Start of Dataset excerpts

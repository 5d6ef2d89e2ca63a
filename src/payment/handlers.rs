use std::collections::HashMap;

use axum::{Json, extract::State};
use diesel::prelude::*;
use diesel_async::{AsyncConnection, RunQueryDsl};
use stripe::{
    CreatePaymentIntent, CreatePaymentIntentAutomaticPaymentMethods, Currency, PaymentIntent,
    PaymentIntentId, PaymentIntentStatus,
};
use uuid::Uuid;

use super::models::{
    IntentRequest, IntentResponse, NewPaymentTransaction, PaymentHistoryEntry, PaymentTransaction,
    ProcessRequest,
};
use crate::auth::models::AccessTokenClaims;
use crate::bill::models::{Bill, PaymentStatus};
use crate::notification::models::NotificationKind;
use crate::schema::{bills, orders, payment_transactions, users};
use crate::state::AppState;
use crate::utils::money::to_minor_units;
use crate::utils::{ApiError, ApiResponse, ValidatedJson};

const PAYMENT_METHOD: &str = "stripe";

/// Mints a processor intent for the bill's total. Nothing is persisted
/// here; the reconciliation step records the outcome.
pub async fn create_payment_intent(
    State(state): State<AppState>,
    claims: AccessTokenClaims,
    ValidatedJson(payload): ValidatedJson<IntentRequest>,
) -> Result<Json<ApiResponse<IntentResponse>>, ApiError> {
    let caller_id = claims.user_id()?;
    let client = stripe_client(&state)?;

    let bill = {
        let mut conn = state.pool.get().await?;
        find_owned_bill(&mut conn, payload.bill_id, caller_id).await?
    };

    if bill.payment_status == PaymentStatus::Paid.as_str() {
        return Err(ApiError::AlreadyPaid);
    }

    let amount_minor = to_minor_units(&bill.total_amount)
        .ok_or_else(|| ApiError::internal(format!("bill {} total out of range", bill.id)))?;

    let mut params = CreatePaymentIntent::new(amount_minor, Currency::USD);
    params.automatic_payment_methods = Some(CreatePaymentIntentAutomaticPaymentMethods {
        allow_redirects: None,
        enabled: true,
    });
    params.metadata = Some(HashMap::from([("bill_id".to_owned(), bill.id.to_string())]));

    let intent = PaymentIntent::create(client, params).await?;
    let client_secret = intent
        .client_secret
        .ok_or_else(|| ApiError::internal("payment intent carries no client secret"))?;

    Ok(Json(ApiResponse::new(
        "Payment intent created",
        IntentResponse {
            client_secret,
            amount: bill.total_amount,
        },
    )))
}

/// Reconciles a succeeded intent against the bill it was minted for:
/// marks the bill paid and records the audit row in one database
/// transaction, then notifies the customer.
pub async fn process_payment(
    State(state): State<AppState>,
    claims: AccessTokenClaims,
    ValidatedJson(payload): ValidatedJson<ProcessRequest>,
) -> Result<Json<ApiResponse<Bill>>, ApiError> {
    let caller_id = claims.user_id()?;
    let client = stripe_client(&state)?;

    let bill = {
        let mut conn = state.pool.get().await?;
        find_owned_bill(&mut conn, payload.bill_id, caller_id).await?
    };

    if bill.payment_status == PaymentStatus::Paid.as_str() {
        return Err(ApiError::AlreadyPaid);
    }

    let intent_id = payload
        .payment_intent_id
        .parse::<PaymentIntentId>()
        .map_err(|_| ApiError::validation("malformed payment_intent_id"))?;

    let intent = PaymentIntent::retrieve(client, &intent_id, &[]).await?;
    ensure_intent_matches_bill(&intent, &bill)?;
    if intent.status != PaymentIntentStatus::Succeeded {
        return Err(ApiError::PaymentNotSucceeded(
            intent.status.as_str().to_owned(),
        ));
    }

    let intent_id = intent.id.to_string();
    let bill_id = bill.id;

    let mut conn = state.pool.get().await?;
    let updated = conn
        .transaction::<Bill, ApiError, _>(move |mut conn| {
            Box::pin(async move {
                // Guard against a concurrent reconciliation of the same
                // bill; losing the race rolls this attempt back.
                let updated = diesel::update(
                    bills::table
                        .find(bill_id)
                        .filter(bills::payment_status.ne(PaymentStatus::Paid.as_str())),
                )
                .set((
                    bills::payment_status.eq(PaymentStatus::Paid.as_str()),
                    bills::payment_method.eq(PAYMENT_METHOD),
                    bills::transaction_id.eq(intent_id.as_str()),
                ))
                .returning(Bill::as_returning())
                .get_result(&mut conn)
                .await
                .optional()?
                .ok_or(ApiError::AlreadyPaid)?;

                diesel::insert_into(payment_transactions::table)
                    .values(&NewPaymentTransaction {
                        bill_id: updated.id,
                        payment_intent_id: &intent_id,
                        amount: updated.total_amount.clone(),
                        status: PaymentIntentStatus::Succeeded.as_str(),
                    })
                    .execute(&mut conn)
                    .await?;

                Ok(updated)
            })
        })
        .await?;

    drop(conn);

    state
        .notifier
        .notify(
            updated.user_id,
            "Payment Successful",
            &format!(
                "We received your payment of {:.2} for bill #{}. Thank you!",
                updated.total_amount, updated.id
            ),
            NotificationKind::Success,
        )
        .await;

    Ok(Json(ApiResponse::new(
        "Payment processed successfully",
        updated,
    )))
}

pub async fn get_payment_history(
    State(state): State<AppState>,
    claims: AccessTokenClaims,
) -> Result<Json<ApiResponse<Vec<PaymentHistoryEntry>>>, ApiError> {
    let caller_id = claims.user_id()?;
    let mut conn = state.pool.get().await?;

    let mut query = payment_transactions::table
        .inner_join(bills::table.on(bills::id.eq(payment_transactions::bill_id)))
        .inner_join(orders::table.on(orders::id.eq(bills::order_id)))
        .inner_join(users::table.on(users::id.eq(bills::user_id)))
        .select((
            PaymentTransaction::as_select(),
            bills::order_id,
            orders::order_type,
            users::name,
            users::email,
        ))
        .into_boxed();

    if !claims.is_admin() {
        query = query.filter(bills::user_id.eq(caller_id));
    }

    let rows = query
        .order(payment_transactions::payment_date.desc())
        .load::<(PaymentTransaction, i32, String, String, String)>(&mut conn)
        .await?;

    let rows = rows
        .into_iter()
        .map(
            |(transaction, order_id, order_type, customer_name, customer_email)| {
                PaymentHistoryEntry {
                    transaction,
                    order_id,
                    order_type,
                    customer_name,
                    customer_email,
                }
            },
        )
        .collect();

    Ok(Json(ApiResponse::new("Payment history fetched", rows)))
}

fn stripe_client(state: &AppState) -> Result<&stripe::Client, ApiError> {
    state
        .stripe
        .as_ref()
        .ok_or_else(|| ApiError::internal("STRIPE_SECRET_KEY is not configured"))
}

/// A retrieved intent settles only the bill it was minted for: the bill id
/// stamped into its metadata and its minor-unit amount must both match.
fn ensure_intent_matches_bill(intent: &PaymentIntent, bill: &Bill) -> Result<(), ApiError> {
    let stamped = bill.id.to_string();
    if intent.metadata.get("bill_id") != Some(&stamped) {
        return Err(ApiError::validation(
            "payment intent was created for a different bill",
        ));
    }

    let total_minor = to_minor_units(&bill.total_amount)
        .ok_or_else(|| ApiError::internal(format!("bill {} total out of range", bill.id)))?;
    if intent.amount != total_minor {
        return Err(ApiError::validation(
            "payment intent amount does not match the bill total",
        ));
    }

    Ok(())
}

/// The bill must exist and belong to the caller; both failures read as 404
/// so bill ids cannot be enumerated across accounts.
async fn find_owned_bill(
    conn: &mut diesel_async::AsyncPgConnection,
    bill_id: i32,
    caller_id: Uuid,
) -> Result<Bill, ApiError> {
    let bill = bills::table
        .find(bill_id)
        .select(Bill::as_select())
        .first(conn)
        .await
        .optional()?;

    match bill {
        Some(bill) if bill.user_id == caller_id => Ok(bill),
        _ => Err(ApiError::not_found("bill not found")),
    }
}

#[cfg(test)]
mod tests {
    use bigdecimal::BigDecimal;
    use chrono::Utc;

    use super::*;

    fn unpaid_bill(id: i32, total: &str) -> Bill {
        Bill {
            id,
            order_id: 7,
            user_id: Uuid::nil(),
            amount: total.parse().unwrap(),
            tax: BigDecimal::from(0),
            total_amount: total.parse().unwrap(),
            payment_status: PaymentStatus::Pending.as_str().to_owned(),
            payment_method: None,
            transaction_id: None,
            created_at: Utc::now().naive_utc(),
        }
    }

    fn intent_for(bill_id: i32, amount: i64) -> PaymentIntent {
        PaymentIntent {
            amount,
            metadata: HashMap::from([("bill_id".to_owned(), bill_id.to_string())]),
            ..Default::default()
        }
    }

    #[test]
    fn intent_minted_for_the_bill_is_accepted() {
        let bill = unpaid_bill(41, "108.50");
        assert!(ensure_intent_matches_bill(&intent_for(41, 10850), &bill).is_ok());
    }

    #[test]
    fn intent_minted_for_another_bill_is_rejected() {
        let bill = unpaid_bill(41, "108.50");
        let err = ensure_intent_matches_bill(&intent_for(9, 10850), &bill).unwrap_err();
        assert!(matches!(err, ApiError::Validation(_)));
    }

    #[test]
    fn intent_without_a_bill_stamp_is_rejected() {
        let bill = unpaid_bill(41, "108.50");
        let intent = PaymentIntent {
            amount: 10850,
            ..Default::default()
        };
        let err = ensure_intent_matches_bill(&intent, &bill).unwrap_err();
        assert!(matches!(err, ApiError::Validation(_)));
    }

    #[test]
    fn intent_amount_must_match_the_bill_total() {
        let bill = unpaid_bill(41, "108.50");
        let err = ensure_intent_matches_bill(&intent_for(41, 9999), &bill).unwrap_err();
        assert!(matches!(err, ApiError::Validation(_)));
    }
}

End of Dataset excerpts

■ **Assigned task**
Which lines in the entries above contain "reconciliation"? Pull each of them out.

■ **Your response**
/// here; the reconciliation step records the outcome.
                // Guard against a concurrent reconciliation of the same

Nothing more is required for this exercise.